In January of 1982, Tyler left to rejoin PD Jack O’Brien at 92.9 WBOS (The Rock Boss)in Boston, although he remained with the station with a Sunday afternoon shift for the next two years. He was replaced by the returning Big John Bina. Tom Cuddy from WPRO-AM appeared on the air on weekends around this time and would also become involved in station management, eventually becoming PD in August 1982 after Gary Berkowitz had returned to WROR. The slogans at this time included “Here’s Another Three (or Four or Five) Great Songs In A Row” and “There’s always a better song on PRO-FM”. Traffic reports were provided by Joe Fusco, Don Camp and Dick Meader from the AAA Traffic Network/CVS Samaritan Van. John Scanlon had also been heard on traffic. With JB-105 moving to an adult contemporary format in late 1982, PRO-FM was now the lone top-40 station in Providence.

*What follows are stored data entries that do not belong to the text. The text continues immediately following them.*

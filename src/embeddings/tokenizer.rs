// Copyright (c) 2025 Fabstir
// SPDX-License-Identifier: BUSL-1.1

//! Caption tokenization for the CLIP text encoder
//!
//! Captions are encoded with the model's paired BPE tokenizer and laid out
//! as a fixed-length `[1, context_length]` batch. Captions that do not fit
//! are rejected instead of being silently truncated.

use crate::embeddings::EmbeddingError;
use anyhow::{anyhow, Context, Result};
use ndarray::Array2;
use std::path::Path;
use std::sync::Arc;
use tokenizers::Tokenizer;

/// Context length of the ViT-B/32 text encoder
pub const CLIP_CONTEXT_LENGTH: usize = 77;

/// A single tokenized caption, padded to the context length
#[derive(Debug, Clone, PartialEq)]
pub struct TokenBatch {
    /// Token ids, shape `[1, context_length]`
    pub input_ids: Array2<i64>,
    /// 1 for real tokens, 0 for padding, shape `[1, context_length]`
    pub attention_mask: Array2<i64>,
}

impl TokenBatch {
    pub fn context_length(&self) -> usize {
        self.input_ids.ncols()
    }

    /// Number of non-padding tokens
    pub fn token_count(&self) -> usize {
        self.attention_mask.iter().filter(|&&m| m != 0).count()
    }
}

/// Tokenizer paired with the text encoder
#[derive(Clone)]
pub struct CaptionTokenizer {
    tokenizer: Arc<Tokenizer>,
    context_length: usize,
    pad_id: u32,
}

impl std::fmt::Debug for CaptionTokenizer {
    fn fmt(&self, f: &mut std::fmt::Formatter<'_>) -> std::fmt::Result {
        f.debug_struct("CaptionTokenizer")
            .field("context_length", &self.context_length)
            .field("pad_id", &self.pad_id)
            .finish_non_exhaustive()
    }
}

impl CaptionTokenizer {
    /// Loads a `tokenizer.json` from disk
    pub fn from_file<P: AsRef<Path>>(path: P, context_length: usize) -> Result<Self> {
        let path = path.as_ref();
        if !path.exists() {
            anyhow::bail!("Tokenizer file not found: {}", path.display());
        }

        let tokenizer = Tokenizer::from_file(path)
            .map_err(|e| anyhow!("Failed to load tokenizer: {}", e))?;

        Self::new(tokenizer, context_length)
            .with_context(|| format!("Invalid tokenizer at {}", path.display()))
    }

    /// Builds a tokenizer from serialized `tokenizer.json` contents
    pub fn from_bytes(bytes: &[u8], context_length: usize) -> Result<Self> {
        let tokenizer = Tokenizer::from_bytes(bytes)
            .map_err(|e| anyhow!("Failed to parse tokenizer: {}", e))?;
        Self::new(tokenizer, context_length)
    }

    /// Wraps a tokenizer, taking over its padding and truncation
    ///
    /// The pad id configured in the tokenizer is kept (0 when none is set);
    /// tokenizer-side padding and truncation are disabled so over-long
    /// captions can be detected.
    pub fn new(mut tokenizer: Tokenizer, context_length: usize) -> Result<Self> {
        if context_length == 0 {
            anyhow::bail!("Context length must be greater than 0");
        }

        let pad_id = tokenizer.get_padding().map(|p| p.pad_id).unwrap_or(0);

        tokenizer.with_padding(None);
        tokenizer
            .with_truncation(None)
            .map_err(|e| anyhow!("Failed to disable truncation: {}", e))?;

        Ok(Self {
            tokenizer: Arc::new(tokenizer),
            context_length,
            pad_id,
        })
    }

    pub fn context_length(&self) -> usize {
        self.context_length
    }

    pub fn pad_id(&self) -> u32 {
        self.pad_id
    }

    /// Tokenizes one caption into a `[1, context_length]` batch
    ///
    /// # Errors
    /// `EmbeddingError::InvalidCaption` if the tokenizer fails or the
    /// caption needs more tokens than the context length allows.
    /// The empty caption is valid.
    pub fn tokenize(&self, caption: &str) -> Result<TokenBatch, EmbeddingError> {
        let encoding = self
            .tokenizer
            .encode(caption, true)
            .map_err(|e| EmbeddingError::InvalidCaption(format!("Tokenization failed: {}", e)))?;

        let ids = encoding.get_ids();
        if ids.len() > self.context_length {
            return Err(EmbeddingError::InvalidCaption(format!(
                "Input is too long for context length {} ({} tokens)",
                self.context_length,
                ids.len()
            )));
        }

        let mut input_ids = vec![self.pad_id as i64; self.context_length];
        let mut attention_mask = vec![0i64; self.context_length];
        for (i, &id) in ids.iter().enumerate() {
            input_ids[i] = id as i64;
            attention_mask[i] = 1;
        }

        let input_ids = Array2::from_shape_vec((1, self.context_length), input_ids)
            .map_err(|e| EmbeddingError::InvalidCaption(e.to_string()))?;
        let attention_mask = Array2::from_shape_vec((1, self.context_length), attention_mask)
            .map_err(|e| EmbeddingError::InvalidCaption(e.to_string()))?;

        Ok(TokenBatch {
            input_ids,
            attention_mask,
        })
    }
}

In early 1983, Giovanni left his 10am-1pm slot to become production director (he provided the many voices heard on the Jimmy Gray show, including Rhoda Blabbitt, Randy Cooney and Dandy Dan) and was replaced by weekender Tony “TM in the PM” Mascaro, who had joined the station late in 1980. Mascaro was a fixture on the station until 1997. The lineup was now as follows: Jimmy Gray (5:30am-10am), Tony Bristol (10am-2pm), David Simpson (2pm-6pm), Big John Bina (6pm-10pm), Tony Mascaro (10pm-1am) and Smilin’ Jim Halfyard (1am-530am). Rhode Islanders like familiarity in their radio and television personalities and they certainly got it with this group. This lineup would remain intact for an incredible eight years (until the arrival of Magic Marc Anthony for nights in January, 1991)! Weekenders included Joe Cortese and Nance Grimes (aka Ravenna Maceli). The station often referred to itself at this time as "Hit Musicradio 92 PRO-FM". PRO-FM was also known as "Southern New England's Movie Premiere station" in 1983. The station gave away 13,000 movie tickets that year to movies such as Return of the Jedi, Flashdance, and Terms of Endearment. This was according to a promo spot voiced by PD Tom Cuddy that aired at the end of the year. Cuddy promised more of the same for 1984. PRO-FM also began to promote that it played “10 songs in a row every hour”. This would continue for most of the remainder of the decade. The song played after the top of the hour jingle (actually at about five minutes before the hour) was always one of the ten songs being played in heavy rotation at the time. The station did not "burn out" their top hits very quickly as only three "heavy rotation" songs would be played each hour.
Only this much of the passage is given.